» WHAT YOU WILL DO:
Print every line below without adding or leaving out a single word.

Segment Start: RECORDS SHOWN

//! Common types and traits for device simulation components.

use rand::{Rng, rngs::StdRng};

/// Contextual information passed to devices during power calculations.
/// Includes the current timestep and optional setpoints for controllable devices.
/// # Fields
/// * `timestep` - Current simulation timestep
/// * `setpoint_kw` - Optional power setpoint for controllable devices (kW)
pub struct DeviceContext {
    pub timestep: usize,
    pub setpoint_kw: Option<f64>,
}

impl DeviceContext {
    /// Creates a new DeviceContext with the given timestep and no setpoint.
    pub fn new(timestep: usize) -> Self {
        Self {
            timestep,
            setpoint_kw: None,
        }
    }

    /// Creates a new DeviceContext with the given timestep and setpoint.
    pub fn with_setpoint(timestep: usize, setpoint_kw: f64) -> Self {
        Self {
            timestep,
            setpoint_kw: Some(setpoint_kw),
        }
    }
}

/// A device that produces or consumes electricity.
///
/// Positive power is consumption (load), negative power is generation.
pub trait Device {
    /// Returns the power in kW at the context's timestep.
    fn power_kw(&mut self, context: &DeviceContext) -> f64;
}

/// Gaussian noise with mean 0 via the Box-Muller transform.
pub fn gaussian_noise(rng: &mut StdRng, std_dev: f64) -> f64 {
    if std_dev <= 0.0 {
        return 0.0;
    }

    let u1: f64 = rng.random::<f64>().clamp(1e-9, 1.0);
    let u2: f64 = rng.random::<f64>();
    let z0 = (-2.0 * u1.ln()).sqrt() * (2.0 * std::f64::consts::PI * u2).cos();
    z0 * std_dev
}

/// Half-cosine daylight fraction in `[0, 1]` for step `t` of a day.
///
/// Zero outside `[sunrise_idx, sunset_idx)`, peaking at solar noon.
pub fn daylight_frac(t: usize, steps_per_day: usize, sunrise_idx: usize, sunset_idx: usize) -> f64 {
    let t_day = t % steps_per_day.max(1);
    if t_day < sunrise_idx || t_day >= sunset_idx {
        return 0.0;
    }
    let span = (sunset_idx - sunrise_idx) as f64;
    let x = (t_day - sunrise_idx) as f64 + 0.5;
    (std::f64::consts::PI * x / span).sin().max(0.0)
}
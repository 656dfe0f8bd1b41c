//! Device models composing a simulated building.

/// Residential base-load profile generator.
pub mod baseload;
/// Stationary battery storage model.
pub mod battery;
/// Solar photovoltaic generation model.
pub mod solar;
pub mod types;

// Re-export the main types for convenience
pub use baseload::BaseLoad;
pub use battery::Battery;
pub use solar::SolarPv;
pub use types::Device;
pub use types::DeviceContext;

Segment End: RECORDS SHOWN

» RESPONSE FOR THIS EXERCISE:
//! Common types and traits for device simulation components.

use rand::{Rng, rngs::StdRng};

/// Contextual information passed to devices during power calculations.
/// Includes the current timestep and optional setpoints for controllable devices.
/// # Fields
/// * `timestep` - Current simulation timestep
/// * `setpoint_kw` - Optional power setpoint for controllable devices (kW)
pub struct DeviceContext {
    pub timestep: usize,
    pub setpoint_kw: Option<f64>,
}

impl DeviceContext {
    /// Creates a new DeviceContext with the given timestep and no setpoint.
    pub fn new(timestep: usize) -> Self {
        Self {
            timestep,
            setpoint_kw: None,
        }
    }

    /// Creates a new DeviceContext with the given timestep and setpoint.
    pub fn with_setpoint(timestep: usize, setpoint_kw: f64) -> Self {
        Self {
            timestep,
            setpoint_kw: Some(setpoint_kw),
        }
    }
}

/// A device that produces or consumes electricity.
///
/// Positive power is consumption (load), negative power is generation.
pub trait Device {
    /// Returns the power in kW at the context's timestep.
    fn power_kw(&mut self, context: &DeviceContext) -> f64;
}

/// Gaussian noise with mean 0 via the Box-Muller transform.
pub fn gaussian_noise(rng: &mut StdRng, std_dev: f64) -> f64 {
    if std_dev <= 0.0 {
        return 0.0;
    }

    let u1: f64 = rng.random::<f64>().clamp(1e-9, 1.0);
    let u2: f64 = rng.random::<f64>();
    let z0 = (-2.0 * u1.ln()).sqrt() * (2.0 * std::f64::consts::PI * u2).cos();
    z0 * std_dev
}

/// Half-cosine daylight fraction in `[0, 1]` for step `t` of a day.
///
/// Zero outside `[sunrise_idx, sunset_idx)`, peaking at solar noon.
pub fn daylight_frac(t: usize, steps_per_day: usize, sunrise_idx: usize, sunset_idx: usize) -> f64 {
    let t_day = t % steps_per_day.max(1);
    if t_day < sunrise_idx || t_day >= sunset_idx {
        return 0.0;
    }
    let span = (sunset_idx - sunrise_idx) as f64;
    let x = (t_day - sunrise_idx) as f64 + 0.5;
    (std::f64::consts::PI * x / span).sin().max(0.0)
}
repository 656dfe0f8bd1b41c
//! Device models composing a simulated building.

/// Residential base-load profile generator.
pub mod baseload;
/// Stationary battery storage model.
pub mod battery;
/// Solar photovoltaic generation model.
pub mod solar;
pub mod types;

// Re-export the main types for convenience
pub use baseload::BaseLoad;
pub use battery::Battery;
pub use solar::SolarPv;
pub use types::Device;
pub use types::DeviceContext;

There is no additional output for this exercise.